┌──

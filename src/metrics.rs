//! Gauges exported for the operations dashboards.

use metrics::gauge;

use crate::model::Calculation;

/// Per-calculation gauge. The value is the creation timestamp so the
/// dashboard can both count calculations per phase and age them.
pub fn record_calculation_phase(calc: &Calculation) {
    let phase = match calc.phase {
        Some(phase) => phase.to_string(),
        None => "Unscheduled".to_string(),
    };
    let created = calc
        .meta
        .creation_time
        .map(|t| t.timestamp() as f64)
        .unwrap_or(0.0);
    gauge!(
        "calc_dispatch_calculation_info",
        "calculation" => calc.meta.name.clone(),
        "phase" => phase,
    )
    .set(created);
}

/// Liveness gauge for a worker's host process.
pub fn record_process_status(name: &str, running: bool) {
    gauge!(
        "calc_dispatch_worker_process_running",
        "process" => name.to_string(),
    )
    .set(if running { 1.0 } else { 0.0 });
}
use chrono::Utc;
use tokio_util::sync::CancellationToken;

use crate::config::WorkerConfig;
use crate::error::Result;
use crate::model::{Worker, WorkerState};
use crate::store::{retry_on_conflict, MemoryStore};

/// Announces this node in its worker pool on a fixed heartbeat.
///
/// The registrar is the sole writer of "alive and idle": every tick upserts
/// the node's entry with a fresh update time and state Available. On
/// graceful shutdown the entry is removed so the scheduler stops
/// considering the node.
pub struct Registrar {
    store: MemoryStore,
    config: WorkerConfig,
}

impl Registrar {
    pub fn new(store: MemoryStore, config: WorkerConfig) -> Self {
        Self { store, config }
    }

    pub async fn run(&self, cancel: CancellationToken) -> Result<()> {
        let mut ticker = tokio::time::interval(self.config.heartbeat_interval());
        loop {
            tokio::select! {
                _ = cancel.cancelled() => break,
                _ = ticker.tick() => {
                    if let Err(err) = self.heartbeat().await {
                        tracing::error!(error = %err, "Heartbeat failed");
                    }
                }
            }
        }
        self.deregister().await
    }

    pub async fn heartbeat(&self) -> Result<()> {
        let nodename = self.config.nodename.clone();
        let hostname = self.config.hostname.clone();
        let outcome = retry_on_conflict(
            &self.store.pools,
            &self.config.namespace,
            &self.config.worker_pool,
            |pool| {
                let now = Utc::now();
                match pool.spec.workers.get_mut(&nodename) {
                    Some(worker) => {
                        worker.last_update_time = now;
                        worker.state = WorkerState::Available;
                    }
                    None => {
                        pool.spec
                            .workers
                            .insert(nodename.clone(), Worker::new(hostname.clone(), nodename.clone(), now));
                    }
                }
                Ok(())
            },
        )
        .await;

        match outcome {
            Ok(_) => Ok(()),
            Err(err) if err.is_not_found() => {
                tracing::warn!(
                    pool = %self.config.worker_pool,
                    "Worker pool does not exist, skipping heartbeat"
                );
                Ok(())
            }
            Err(err) => Err(err),
        }
    }

    pub async fn deregister(&self) -> Result<()> {
        let nodename = self.config.nodename.clone();
        let outcome = retry_on_conflict(
            &self.store.pools,
            &self.config.namespace,
            &self.config.worker_pool,
            |pool| {
                pool.spec.workers.remove(&nodename);
                Ok(())
            },
        )
        .await;

        match outcome {
            Ok(_) => {
                tracing::info!(
                    pool = %self.config.worker_pool,
                    node = %self.config.nodename,
                    "Deregistered from pool"
                );
                Ok(())
            }
            Err(err) if err.is_not_found() => Ok(()),
            Err(err) => Err(err),
        }
    }
}
use std::time::Duration;

use crate::error::Result;

use super::collection::{Collection, Object};

/// Attempts made before a persistent conflict is surfaced to the caller.
const MAX_ATTEMPTS: u32 = 5;

/// Delay after the first conflicted attempt; doubles per retry.
const INITIAL_BACKOFF: Duration = Duration::from_millis(10);

/// Read-modify-write an object until the write lands or attempts run out.
///
/// On every attempt the object is re-read so `mutate` always sees the
/// latest state. Errors other than a version conflict, including the
/// object not existing, propagate immediately.
pub async fn retry_on_conflict<T, F>(
    collection: &Collection<T>,
    namespace: &str,
    name: &str,
    mut mutate: F,
) -> Result<T>
where
    T: Object,
    F: FnMut(&mut T) -> Result<()>,
{
    let mut backoff = INITIAL_BACKOFF;
    let mut attempt = 1;
    loop {
        let mut obj = collection.get(namespace, name).await?;
        mutate(&mut obj)?;
        match collection.update(obj).await {
            Ok(updated) => return Ok(updated),
            Err(err) if err.is_conflict() && attempt < MAX_ATTEMPTS => {
                tracing::debug!(
                    kind = T::KIND,
                    name,
                    attempt,
                    "Update conflicted, retrying"
                );
                tokio::time::sleep(backoff).await;
                backoff *= 2;
                attempt += 1;
            }
            Err(err) => return Err(err),
        }
    }
}
use std::collections::BTreeMap;

use chrono::{DateTime, Utc};
use serde::{Deserialize, Serialize};

/// Common metadata embedded in every stored object.
///
/// `resource_version` is stamped and bumped by the store; writers must send
/// back the version they read or the update is rejected as a conflict.
#[derive(Debug, Clone, Default, Serialize, Deserialize)]
pub struct ObjectMeta {
    pub name: String,
    #[serde(default)]
    pub namespace: String,
    #[serde(default)]
    pub labels: BTreeMap<String, String>,
    #[serde(default)]
    pub resource_version: u64,
    #[serde(default)]
    pub creation_time: Option<DateTime<Utc>>,
}

impl ObjectMeta {
    pub fn new(namespace: impl Into<String>, name: impl Into<String>) -> Self {
        Self {
            name: name.into(),
            namespace: namespace.into(),
            ..Default::default()
        }
    }

    pub fn with_labels(mut self, labels: &[(&str, &str)]) -> Self {
        for (k, v) in labels {
            self.labels.insert((*k).to_string(), (*v).to_string());
        }
        self
    }

    pub fn label(&self, key: &str) -> Option<&str> {
        self.labels.get(key).map(String::as_str)
    }

    pub fn has_label(&self, key: &str) -> bool {
        self.labels.contains_key(key)
    }
}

└──

The material is to be written out again in full, with no word altered.

**TASK SOLUTION**
filename src/metrics.rs
//! Gauges exported for the operations dashboards.

use metrics::gauge;

use crate::model::Calculation;

/// Per-calculation gauge. The value is the creation timestamp so the
/// dashboard can both count calculations per phase and age them.
pub fn record_calculation_phase(calc: &Calculation) {
    let phase = match calc.phase {
        Some(phase) => phase.to_string(),
        None => "Unscheduled".to_string(),
    };
    let created = calc
        .meta
        .creation_time
        .map(|t| t.timestamp() as f64)
        .unwrap_or(0.0);
    gauge!(
        "calc_dispatch_calculation_info",
        "calculation" => calc.meta.name.clone(),
        "phase" => phase,
    )
    .set(created);
}

/// Liveness gauge for a worker's host process.
pub fn record_process_status(name: &str, running: bool) {
    gauge!(
        "calc_dispatch_worker_process_running",
        "process" => name.to_string(),
    )
    .set(if running { 1.0 } else { 0.0 });
}
use chrono::Utc;
use tokio_util::sync::CancellationToken;

use crate::config::WorkerConfig;
use crate::error::Result;
use crate::model::{Worker, WorkerState};
use crate::store::{retry_on_conflict, MemoryStore};

/// Announces this node in its worker pool on a fixed heartbeat.
///
/// The registrar is the sole writer of "alive and idle": every tick upserts
/// the node's entry with a fresh update time and state Available. On
/// graceful shutdown the entry is removed so the scheduler stops
/// considering the node.
pub struct Registrar {
    store: MemoryStore,
    config: WorkerConfig,
}

impl Registrar {
    pub fn new(store: MemoryStore, config: WorkerConfig) -> Self {
        Self { store, config }
    }

    pub async fn run(&self, cancel: CancellationToken) -> Result<()> {
        let mut ticker = tokio::time::interval(self.config.heartbeat_interval());
        loop {
            tokio::select! {
                _ = cancel.cancelled() => break,
                _ = ticker.tick() => {
                    if let Err(err) = self.heartbeat().await {
                        tracing::error!(error = %err, "Heartbeat failed");
                    }
                }
            }
        }
        self.deregister().await
    }

    pub async fn heartbeat(&self) -> Result<()> {
        let nodename = self.config.nodename.clone();
        let hostname = self.config.hostname.clone();
        let outcome = retry_on_conflict(
            &self.store.pools,
            &self.config.namespace,
            &self.config.worker_pool,
            |pool| {
                let now = Utc::now();
                match pool.spec.workers.get_mut(&nodename) {
                    Some(worker) => {
                        worker.last_update_time = now;
                        worker.state = WorkerState::Available;
                    }
                    None => {
                        pool.spec
                            .workers
                            .insert(nodename.clone(), Worker::new(hostname.clone(), nodename.clone(), now));
                    }
                }
                Ok(())
            },
        )
        .await;

        match outcome {
            Ok(_) => Ok(()),
            Err(err) if err.is_not_found() => {
                tracing::warn!(
                    pool = %self.config.worker_pool,
                    "Worker pool does not exist, skipping heartbeat"
                );
                Ok(())
            }
            Err(err) => Err(err),
        }
    }

    pub async fn deregister(&self) -> Result<()> {
        let nodename = self.config.nodename.clone();
        let outcome = retry_on_conflict(
            &self.store.pools,
            &self.config.namespace,
            &self.config.worker_pool,
            |pool| {
                pool.spec.workers.remove(&nodename);
                Ok(())
            },
        )
        .await;

        match outcome {
            Ok(_) => {
                tracing::info!(
                    pool = %self.config.worker_pool,
                    node = %self.config.nodename,
                    "Deregistered from pool"
                );
                Ok(())
            }
            Err(err) if err.is_not_found() => Ok(()),
            Err(err) => Err(err),
        }
    }
}
use std::time::Duration;

use crate::error::Result;

use super::collection::{Collection, Object};

/// Attempts made before a persistent conflict is surfaced to the caller.
const MAX_ATTEMPTS: u32 = 5;

/// Delay after the first conflicted attempt; doubles per retry.
const INITIAL_BACKOFF: Duration = Duration::from_millis(10);

/// Read-modify-write an object until the write lands or attempts run out.
///
/// On every attempt the object is re-read so `mutate` always sees the
/// latest state. Errors other than a version conflict, including the
/// object not existing, propagate immediately.
pub async fn retry_on_conflict<T, F>(
    collection: &Collection<T>,
    namespace: &str,
    name: &str,
    mut mutate: F,
) -> Result<T>
where
    T: Object,
    F: FnMut(&mut T) -> Result<()>,
{
    let mut backoff = INITIAL_BACKOFF;
    let mut attempt = 1;
    loop {
        let mut obj = collection.get(namespace, name).await?;
        mutate(&mut obj)?;
        match collection.update(obj).await {
            Ok(updated) => return Ok(updated),
            Err(err) if err.is_conflict() && attempt < MAX_ATTEMPTS => {
                tracing::debug!(
                    kind = T::KIND,
                    name,
                    attempt,
                    "Update conflicted, retrying"
                );
                tokio::time::sleep(backoff).await;
                backoff *= 2;
                attempt += 1;
            }
            Err(err) => return Err(err),
        }
    }
}
use std::collections::BTreeMap;

use chrono::{DateTime, Utc};
use serde::{Deserialize, Serialize};

/// Common metadata embedded in every stored object.
///
/// `resource_version` is stamped and bumped by the store; writers must send
/// back the version they read or the update is rejected as a conflict.
#[derive(Debug, Clone, Default, Serialize, Deserialize)]
pub struct ObjectMeta {
    pub name: String,
    #[serde(default)]
    pub namespace: String,
    #[serde(default)]
    pub labels: BTreeMap<String, String>,
    #[serde(default)]
    pub resource_version: u64,
    #[serde(default)]
    pub creation_time: Option<DateTime<Utc>>,
}

impl ObjectMeta {
    pub fn new(namespace: impl Into<String>, name: impl Into<String>) -> Self {
        Self {
            name: name.into(),
            namespace: namespace.into(),
            ..Default::default()
        }
    }

    pub fn with_labels(mut self, labels: &[(&str, &str)]) -> Self {
        for (k, v) in labels {
            self.labels.insert((*k).to_string(), (*v).to_string());
        }
        self
    }

    pub fn label(&self, key: &str) -> Option<&str> {
        self.labels.get(key).map(String::as_str)
    }

    pub fn has_label(&self, key: &str) -> bool {
        self.labels.contains_key(key)
    }
}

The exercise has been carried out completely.